◆ Assignment: The answer should consist of every line in the material below that has the word "backtrace".

◆ Data to examine:
★ ★ ★
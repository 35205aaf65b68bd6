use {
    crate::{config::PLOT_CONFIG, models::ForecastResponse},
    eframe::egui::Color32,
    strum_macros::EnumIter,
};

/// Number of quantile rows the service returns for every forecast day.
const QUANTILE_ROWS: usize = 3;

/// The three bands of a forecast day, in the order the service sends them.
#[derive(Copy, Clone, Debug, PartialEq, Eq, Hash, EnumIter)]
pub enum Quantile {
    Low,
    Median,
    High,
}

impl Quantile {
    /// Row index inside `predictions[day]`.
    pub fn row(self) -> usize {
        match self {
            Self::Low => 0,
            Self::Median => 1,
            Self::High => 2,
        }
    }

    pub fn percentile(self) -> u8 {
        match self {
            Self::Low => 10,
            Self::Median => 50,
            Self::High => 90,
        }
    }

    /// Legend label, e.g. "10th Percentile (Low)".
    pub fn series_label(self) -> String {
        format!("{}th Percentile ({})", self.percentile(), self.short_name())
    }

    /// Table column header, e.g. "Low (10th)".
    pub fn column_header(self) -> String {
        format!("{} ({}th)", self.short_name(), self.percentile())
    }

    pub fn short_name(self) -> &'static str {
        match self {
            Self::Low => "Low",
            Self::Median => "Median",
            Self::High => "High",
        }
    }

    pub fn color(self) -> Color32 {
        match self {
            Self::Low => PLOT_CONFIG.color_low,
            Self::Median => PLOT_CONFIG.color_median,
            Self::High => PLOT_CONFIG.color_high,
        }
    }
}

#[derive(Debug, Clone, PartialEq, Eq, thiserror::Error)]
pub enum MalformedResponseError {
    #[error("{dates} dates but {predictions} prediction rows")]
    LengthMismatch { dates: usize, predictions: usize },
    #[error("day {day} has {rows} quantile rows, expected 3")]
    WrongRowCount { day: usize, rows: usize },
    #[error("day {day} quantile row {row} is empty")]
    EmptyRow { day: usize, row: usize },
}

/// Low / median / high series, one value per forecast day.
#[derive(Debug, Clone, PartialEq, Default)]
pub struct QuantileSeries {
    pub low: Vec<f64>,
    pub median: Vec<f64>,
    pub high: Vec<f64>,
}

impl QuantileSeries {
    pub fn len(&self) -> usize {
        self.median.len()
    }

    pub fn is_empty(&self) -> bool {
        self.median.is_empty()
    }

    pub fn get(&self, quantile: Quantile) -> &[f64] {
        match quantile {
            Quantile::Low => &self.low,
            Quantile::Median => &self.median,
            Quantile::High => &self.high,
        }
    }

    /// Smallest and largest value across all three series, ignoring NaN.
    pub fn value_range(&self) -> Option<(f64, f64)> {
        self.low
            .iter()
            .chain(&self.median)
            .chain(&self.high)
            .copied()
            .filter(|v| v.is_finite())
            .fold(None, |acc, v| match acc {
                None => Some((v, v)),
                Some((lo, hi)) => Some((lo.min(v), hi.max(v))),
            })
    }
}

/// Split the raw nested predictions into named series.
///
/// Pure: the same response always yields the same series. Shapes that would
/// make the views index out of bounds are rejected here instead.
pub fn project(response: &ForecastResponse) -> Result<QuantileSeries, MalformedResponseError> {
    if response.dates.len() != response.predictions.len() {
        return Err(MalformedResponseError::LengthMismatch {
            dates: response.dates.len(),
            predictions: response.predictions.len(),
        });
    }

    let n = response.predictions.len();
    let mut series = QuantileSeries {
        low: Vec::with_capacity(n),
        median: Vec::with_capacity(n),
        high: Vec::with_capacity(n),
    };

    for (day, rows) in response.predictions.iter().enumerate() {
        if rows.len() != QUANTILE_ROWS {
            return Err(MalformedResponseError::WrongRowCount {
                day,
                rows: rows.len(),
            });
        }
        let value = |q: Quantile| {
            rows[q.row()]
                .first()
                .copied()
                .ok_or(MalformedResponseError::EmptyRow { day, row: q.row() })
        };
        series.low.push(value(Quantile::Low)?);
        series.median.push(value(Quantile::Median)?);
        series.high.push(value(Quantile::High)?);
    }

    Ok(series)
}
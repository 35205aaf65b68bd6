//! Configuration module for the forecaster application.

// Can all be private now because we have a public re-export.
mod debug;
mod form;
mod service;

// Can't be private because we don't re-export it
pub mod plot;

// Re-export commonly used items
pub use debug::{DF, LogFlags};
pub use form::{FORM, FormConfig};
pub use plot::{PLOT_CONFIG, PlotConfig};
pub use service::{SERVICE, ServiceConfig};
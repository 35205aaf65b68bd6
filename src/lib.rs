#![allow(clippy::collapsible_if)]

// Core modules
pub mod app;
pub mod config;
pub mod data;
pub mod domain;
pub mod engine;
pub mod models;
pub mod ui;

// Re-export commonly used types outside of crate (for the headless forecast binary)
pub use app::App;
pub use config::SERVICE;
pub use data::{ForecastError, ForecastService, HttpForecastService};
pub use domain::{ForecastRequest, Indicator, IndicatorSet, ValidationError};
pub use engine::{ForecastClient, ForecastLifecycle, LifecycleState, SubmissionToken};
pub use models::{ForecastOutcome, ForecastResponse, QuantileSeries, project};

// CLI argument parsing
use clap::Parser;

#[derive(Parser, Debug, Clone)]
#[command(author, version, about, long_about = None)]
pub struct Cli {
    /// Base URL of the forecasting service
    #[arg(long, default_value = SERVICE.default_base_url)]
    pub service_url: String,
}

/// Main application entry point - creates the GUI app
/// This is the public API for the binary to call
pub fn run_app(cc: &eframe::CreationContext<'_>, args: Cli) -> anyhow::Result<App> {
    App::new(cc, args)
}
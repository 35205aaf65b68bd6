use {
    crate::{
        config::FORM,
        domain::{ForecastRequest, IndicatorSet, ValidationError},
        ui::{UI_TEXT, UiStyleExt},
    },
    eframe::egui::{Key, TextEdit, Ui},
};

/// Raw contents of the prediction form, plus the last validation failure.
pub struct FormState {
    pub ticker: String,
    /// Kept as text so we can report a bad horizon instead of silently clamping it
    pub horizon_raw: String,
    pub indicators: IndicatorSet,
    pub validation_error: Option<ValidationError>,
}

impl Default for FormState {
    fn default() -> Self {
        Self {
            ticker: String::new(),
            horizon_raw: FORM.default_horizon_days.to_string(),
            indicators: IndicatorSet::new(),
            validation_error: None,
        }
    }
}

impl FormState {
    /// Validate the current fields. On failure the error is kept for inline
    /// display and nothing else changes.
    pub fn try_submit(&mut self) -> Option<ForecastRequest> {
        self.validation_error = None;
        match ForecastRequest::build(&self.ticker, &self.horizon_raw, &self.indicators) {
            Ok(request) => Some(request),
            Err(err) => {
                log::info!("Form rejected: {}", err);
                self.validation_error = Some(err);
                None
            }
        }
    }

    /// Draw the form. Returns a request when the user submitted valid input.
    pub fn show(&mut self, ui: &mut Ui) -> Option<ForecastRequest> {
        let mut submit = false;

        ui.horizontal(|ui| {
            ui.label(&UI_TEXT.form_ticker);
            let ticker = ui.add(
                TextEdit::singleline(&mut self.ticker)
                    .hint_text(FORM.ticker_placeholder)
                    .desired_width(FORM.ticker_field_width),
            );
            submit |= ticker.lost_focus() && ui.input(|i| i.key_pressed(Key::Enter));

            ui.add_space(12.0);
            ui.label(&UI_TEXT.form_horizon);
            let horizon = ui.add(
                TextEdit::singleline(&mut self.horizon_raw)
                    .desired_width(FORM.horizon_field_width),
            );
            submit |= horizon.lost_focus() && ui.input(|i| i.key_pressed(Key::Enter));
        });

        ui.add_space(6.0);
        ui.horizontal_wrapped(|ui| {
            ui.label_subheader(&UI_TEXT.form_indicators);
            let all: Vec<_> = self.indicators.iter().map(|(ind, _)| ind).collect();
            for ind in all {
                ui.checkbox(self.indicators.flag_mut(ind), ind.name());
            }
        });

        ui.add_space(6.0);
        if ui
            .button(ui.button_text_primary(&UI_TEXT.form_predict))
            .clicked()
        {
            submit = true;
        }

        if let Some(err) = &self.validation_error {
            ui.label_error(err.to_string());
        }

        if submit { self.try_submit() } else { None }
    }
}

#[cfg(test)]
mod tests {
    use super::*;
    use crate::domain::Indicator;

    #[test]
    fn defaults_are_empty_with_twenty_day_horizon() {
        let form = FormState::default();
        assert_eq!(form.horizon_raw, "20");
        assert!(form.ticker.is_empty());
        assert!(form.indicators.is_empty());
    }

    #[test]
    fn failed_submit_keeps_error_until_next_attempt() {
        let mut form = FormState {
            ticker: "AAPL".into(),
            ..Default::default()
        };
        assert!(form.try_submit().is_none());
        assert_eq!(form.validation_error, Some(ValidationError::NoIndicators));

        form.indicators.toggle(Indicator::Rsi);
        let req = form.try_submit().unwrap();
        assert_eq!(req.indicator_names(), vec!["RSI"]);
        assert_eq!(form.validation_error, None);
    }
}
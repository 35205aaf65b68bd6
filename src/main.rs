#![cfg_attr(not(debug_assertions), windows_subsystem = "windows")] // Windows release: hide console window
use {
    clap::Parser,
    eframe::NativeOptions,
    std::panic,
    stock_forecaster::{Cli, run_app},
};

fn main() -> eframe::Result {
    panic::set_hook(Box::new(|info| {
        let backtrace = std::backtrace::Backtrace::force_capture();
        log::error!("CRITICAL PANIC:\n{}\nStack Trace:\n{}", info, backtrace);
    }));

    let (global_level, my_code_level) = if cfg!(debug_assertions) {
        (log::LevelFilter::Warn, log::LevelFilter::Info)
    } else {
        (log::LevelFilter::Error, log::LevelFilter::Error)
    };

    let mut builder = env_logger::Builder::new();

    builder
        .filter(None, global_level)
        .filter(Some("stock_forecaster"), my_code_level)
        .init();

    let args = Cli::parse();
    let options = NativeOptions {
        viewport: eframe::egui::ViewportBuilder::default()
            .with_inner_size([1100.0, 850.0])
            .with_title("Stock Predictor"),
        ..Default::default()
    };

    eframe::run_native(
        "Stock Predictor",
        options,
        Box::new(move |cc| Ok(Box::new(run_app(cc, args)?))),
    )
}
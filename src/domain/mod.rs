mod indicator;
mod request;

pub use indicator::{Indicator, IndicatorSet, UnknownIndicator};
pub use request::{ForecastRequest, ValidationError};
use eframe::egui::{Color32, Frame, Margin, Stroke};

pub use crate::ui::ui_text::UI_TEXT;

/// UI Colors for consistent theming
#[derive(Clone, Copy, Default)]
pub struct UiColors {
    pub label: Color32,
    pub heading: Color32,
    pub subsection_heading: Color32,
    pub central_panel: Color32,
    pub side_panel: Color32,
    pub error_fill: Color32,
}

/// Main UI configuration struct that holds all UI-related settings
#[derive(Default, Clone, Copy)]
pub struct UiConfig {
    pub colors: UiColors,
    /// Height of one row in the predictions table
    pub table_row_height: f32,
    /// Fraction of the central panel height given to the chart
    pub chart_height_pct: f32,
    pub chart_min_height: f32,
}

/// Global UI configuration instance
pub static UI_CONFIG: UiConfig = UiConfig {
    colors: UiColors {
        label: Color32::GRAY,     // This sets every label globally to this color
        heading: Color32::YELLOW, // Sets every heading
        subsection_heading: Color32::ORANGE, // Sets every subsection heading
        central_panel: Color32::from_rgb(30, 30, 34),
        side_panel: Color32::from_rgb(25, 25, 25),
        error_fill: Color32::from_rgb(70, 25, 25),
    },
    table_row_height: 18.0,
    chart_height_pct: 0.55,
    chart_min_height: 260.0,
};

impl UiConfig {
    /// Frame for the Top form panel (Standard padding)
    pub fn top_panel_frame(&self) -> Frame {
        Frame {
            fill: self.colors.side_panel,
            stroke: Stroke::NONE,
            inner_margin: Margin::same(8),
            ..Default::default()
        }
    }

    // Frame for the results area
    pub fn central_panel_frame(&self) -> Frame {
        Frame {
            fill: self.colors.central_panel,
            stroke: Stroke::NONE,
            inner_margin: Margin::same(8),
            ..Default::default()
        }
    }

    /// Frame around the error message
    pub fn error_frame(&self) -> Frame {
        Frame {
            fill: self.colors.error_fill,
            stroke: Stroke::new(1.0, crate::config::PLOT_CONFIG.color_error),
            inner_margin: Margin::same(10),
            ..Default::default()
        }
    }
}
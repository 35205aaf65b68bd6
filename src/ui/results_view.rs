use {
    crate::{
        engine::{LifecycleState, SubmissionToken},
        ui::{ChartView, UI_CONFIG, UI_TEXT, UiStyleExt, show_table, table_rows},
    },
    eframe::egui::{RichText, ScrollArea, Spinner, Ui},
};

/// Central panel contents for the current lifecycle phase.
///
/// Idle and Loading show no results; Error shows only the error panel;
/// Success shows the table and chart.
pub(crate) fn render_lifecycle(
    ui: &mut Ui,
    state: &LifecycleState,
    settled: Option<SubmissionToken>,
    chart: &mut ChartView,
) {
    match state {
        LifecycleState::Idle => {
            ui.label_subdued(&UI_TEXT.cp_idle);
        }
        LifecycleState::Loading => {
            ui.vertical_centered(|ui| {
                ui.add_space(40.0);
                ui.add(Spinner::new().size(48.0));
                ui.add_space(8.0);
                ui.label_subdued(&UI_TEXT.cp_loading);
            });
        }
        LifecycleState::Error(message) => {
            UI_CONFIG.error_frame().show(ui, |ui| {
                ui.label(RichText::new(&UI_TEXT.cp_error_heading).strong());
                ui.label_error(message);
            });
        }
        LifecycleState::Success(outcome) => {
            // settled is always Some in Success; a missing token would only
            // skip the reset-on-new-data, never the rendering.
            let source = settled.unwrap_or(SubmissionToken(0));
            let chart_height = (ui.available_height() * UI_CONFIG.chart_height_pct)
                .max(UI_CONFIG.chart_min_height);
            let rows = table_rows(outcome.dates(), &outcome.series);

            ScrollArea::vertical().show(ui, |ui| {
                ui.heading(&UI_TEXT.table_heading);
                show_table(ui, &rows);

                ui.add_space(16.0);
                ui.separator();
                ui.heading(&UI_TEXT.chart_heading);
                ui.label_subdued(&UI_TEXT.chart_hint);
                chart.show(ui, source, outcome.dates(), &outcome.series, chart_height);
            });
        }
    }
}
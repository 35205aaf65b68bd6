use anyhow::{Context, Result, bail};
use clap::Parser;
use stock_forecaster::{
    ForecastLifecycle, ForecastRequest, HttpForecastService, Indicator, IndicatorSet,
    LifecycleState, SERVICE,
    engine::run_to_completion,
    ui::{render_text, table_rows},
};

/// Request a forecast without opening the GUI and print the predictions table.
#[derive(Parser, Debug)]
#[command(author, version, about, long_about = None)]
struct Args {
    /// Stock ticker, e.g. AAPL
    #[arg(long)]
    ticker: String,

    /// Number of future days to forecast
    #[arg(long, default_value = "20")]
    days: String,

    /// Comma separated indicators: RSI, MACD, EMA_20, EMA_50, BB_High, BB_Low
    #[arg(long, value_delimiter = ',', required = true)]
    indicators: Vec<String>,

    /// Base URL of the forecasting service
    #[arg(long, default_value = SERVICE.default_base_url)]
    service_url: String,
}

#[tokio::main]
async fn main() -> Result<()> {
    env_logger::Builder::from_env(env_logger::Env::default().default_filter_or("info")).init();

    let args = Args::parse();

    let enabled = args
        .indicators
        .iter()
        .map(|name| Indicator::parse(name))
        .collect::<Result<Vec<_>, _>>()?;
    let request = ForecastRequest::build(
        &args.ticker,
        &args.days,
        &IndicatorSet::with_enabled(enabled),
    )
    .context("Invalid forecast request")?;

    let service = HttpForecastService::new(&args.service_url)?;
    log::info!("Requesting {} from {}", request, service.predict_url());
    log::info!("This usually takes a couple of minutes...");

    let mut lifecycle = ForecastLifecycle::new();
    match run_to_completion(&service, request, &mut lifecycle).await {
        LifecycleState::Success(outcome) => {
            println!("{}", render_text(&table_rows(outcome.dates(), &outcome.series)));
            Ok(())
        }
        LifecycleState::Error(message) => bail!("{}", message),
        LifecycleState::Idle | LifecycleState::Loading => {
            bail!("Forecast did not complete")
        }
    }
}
★ ★ ★
◆ Result for this exercise:
        let backtrace = std::backtrace::Backtrace::force_capture();
        log::error!("CRITICAL PANIC:\n{}\nStack Trace:\n{}", info, backtrace);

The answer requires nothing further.